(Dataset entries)

^^^^

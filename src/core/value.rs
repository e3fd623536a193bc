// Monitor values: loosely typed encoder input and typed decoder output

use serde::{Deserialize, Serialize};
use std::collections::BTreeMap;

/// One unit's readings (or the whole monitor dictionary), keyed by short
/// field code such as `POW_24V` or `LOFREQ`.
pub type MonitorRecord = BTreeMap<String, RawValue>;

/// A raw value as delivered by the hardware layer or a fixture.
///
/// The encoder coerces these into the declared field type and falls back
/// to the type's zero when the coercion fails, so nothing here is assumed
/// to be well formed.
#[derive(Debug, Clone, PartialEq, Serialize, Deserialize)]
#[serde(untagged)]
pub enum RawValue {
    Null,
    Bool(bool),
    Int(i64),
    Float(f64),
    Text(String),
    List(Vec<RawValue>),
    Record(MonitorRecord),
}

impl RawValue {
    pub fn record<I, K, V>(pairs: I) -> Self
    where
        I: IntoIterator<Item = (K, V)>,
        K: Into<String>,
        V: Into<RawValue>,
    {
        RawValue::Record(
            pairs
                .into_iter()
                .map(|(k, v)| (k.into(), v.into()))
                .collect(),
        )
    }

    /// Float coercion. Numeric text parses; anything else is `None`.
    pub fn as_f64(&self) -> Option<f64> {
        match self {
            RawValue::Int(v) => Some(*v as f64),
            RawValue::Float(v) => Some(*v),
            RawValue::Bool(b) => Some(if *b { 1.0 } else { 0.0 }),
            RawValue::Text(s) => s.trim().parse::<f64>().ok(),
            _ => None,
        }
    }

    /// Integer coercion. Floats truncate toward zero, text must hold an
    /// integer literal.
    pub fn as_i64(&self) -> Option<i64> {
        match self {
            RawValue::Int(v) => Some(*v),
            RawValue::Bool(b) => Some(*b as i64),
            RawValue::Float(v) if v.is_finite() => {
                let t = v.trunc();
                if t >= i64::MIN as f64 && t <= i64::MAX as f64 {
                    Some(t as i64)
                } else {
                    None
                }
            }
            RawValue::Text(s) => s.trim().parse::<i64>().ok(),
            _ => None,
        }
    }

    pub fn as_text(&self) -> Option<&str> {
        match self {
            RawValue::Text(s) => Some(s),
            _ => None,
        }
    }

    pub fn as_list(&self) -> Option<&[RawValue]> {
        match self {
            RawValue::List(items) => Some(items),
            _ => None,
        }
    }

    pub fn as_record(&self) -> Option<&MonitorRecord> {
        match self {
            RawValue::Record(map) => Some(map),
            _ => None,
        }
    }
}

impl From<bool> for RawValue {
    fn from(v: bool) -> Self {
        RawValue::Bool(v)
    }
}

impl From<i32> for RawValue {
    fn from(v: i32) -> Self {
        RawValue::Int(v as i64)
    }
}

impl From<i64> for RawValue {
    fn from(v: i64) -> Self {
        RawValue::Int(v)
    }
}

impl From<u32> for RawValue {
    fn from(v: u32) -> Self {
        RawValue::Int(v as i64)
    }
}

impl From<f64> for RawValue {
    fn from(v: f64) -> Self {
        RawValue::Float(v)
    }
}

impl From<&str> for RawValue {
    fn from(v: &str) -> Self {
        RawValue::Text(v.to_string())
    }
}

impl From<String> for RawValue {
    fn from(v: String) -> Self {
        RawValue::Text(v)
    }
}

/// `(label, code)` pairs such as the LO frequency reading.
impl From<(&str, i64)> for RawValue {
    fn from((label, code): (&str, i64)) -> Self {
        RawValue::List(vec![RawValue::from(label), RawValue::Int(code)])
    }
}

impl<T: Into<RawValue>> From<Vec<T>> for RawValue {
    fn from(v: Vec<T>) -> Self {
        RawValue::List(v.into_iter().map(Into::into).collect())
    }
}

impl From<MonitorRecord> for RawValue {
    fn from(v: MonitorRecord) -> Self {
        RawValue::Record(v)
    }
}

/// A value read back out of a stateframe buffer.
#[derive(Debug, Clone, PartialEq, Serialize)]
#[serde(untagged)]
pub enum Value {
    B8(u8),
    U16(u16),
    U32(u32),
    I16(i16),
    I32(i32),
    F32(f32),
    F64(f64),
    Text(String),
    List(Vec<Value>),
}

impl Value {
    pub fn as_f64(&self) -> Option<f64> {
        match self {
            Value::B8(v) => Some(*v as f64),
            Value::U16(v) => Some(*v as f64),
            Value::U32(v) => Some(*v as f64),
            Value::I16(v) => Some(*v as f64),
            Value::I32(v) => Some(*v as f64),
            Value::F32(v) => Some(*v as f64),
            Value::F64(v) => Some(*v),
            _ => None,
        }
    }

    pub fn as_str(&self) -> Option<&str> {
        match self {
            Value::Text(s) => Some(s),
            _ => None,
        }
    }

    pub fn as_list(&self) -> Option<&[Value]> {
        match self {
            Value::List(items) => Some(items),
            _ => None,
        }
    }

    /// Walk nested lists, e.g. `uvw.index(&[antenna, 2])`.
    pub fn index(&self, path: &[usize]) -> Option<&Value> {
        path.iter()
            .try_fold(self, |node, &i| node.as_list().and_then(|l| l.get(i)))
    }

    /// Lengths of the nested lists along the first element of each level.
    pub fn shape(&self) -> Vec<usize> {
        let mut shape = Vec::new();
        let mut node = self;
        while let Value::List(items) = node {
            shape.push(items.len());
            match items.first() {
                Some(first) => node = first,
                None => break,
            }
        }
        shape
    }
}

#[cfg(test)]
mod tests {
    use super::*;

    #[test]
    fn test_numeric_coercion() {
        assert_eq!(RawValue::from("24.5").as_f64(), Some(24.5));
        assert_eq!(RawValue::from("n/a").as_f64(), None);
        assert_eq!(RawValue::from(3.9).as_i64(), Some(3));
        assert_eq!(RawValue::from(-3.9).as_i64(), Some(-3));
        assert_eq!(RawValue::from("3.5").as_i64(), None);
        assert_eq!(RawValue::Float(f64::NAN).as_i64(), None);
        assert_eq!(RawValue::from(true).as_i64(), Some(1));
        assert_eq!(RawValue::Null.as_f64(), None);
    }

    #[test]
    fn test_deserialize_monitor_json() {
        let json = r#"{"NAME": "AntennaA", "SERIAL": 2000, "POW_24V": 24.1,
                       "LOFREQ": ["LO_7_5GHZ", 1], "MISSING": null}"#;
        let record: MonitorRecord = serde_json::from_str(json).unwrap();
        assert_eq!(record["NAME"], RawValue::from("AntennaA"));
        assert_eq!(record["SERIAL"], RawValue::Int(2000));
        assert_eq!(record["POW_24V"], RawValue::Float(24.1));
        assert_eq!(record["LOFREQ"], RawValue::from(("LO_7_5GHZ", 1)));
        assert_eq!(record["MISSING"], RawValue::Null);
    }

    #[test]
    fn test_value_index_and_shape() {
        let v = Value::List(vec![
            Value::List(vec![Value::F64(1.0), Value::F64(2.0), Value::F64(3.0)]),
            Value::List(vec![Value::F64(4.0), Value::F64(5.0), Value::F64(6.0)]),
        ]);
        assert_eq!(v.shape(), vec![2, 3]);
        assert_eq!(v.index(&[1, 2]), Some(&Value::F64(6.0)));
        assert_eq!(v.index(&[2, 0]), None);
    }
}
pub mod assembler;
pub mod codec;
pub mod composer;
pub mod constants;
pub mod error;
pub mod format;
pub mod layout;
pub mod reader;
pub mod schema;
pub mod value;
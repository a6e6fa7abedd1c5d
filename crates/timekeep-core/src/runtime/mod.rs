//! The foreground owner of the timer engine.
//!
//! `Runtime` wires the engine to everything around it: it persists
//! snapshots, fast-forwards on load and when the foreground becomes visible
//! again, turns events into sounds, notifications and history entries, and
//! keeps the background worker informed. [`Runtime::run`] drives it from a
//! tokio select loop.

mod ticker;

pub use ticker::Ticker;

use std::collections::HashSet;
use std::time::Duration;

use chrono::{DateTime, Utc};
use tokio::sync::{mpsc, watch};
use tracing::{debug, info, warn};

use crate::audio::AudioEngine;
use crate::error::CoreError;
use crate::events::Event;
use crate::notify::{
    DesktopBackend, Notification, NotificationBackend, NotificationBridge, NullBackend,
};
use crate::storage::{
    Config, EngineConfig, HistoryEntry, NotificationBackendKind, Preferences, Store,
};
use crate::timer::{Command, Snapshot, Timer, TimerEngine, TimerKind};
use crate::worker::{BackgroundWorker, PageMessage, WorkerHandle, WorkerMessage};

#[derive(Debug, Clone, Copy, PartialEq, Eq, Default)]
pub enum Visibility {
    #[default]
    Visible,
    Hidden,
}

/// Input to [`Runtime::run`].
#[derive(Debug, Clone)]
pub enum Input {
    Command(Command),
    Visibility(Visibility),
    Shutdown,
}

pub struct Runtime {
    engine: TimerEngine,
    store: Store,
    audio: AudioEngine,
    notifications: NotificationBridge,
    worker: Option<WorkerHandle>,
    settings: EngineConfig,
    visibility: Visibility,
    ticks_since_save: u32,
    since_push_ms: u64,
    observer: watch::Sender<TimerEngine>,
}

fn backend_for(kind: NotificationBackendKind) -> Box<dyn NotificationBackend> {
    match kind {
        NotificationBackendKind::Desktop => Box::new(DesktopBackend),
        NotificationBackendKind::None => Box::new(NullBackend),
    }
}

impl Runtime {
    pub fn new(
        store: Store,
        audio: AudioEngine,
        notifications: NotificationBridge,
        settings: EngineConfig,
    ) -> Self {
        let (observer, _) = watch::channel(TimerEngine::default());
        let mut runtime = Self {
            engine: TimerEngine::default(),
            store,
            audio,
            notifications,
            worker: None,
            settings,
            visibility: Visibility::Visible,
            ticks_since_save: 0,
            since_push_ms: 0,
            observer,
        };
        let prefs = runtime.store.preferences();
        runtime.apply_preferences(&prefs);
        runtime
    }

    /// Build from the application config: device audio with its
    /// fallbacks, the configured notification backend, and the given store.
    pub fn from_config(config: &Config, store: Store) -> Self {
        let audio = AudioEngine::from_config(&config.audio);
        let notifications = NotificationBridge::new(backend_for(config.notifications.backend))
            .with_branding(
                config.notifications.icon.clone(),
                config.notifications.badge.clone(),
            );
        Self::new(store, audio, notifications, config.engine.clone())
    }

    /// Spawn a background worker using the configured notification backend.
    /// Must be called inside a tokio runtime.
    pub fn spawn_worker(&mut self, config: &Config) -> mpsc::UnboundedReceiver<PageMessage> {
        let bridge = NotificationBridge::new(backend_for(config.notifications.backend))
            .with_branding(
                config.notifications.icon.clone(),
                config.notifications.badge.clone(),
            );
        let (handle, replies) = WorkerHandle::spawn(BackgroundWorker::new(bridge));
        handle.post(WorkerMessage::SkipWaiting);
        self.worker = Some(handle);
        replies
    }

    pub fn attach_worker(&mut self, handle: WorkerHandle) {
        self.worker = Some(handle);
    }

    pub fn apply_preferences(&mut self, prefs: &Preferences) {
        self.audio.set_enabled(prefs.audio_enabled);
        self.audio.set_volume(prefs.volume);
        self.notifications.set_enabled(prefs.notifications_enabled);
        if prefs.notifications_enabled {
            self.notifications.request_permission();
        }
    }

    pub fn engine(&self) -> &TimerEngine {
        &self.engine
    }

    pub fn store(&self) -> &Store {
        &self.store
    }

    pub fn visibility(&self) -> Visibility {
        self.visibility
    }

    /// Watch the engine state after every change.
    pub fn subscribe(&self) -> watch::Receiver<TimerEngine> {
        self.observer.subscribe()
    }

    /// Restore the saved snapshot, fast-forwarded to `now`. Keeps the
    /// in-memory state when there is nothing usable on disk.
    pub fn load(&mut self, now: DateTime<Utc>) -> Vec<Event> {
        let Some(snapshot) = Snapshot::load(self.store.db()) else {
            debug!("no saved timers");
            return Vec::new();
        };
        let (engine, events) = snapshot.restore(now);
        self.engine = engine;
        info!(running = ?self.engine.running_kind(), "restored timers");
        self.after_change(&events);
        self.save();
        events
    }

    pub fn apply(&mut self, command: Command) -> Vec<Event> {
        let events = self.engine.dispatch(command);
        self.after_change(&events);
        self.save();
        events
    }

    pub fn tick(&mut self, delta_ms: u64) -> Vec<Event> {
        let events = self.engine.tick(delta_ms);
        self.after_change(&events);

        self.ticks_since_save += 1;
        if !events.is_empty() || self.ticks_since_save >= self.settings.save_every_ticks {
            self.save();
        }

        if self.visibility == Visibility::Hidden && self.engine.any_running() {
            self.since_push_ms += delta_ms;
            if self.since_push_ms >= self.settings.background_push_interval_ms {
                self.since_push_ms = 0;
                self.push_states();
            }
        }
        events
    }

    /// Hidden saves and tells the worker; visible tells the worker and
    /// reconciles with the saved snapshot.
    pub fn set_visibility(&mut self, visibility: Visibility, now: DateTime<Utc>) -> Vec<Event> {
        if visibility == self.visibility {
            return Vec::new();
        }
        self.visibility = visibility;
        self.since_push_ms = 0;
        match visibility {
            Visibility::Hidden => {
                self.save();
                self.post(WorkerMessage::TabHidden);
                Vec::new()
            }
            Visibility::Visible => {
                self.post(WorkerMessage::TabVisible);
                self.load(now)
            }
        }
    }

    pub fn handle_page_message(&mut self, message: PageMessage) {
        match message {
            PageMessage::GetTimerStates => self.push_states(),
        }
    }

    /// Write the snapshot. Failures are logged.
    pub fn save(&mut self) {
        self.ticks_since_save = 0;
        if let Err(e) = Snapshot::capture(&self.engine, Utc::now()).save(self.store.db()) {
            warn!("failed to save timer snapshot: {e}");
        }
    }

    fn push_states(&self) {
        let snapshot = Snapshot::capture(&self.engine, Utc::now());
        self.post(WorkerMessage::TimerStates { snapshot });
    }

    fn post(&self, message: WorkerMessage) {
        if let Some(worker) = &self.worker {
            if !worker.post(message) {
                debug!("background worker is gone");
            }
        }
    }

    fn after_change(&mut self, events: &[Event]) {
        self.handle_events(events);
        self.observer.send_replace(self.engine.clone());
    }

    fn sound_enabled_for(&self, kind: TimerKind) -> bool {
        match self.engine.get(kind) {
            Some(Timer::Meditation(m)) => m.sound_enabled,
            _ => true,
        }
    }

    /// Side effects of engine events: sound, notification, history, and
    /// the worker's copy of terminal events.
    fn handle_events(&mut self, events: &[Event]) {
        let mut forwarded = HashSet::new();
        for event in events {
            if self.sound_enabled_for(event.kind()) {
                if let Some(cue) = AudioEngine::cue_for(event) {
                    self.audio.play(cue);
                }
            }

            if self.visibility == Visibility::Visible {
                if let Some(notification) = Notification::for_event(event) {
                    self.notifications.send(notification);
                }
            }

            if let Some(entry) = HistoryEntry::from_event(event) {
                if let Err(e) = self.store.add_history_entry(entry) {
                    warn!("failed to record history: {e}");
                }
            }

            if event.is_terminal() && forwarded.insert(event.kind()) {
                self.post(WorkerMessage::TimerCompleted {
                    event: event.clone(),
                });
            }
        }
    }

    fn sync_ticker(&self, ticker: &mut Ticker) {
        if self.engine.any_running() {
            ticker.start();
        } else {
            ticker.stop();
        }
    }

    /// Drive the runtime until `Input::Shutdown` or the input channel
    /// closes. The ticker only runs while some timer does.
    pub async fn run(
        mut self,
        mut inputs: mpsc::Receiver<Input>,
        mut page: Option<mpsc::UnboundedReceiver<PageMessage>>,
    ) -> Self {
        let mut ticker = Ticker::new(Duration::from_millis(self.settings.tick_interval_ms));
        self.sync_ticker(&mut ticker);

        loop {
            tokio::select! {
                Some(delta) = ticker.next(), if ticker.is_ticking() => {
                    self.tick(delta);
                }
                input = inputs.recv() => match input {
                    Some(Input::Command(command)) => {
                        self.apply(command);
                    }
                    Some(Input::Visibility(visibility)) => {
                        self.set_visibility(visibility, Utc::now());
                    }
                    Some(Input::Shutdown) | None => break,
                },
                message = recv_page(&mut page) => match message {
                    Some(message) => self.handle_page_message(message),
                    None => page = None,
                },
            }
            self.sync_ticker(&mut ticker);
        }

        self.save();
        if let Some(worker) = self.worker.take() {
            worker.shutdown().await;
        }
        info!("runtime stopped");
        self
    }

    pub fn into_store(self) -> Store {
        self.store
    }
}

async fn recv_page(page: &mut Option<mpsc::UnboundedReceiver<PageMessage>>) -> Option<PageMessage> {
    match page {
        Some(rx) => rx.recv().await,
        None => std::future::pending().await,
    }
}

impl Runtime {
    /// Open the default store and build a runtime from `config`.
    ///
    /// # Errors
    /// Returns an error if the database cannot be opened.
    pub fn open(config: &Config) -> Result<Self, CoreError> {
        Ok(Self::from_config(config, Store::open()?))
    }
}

^^^^

## Exercise
Find "if let Err(e) = self.store.add_history_entry(entry)" in the entries above and copy that whole line exactly, then each line after it through the line that contains "if event.is_terminal() &&".

## Result of the task
                if let Err(e) = self.store.add_history_entry(entry) {
                    warn!("failed to record history: {e}");
                }
            }

            if event.is_terminal() && forwarded.insert(event.kind()) {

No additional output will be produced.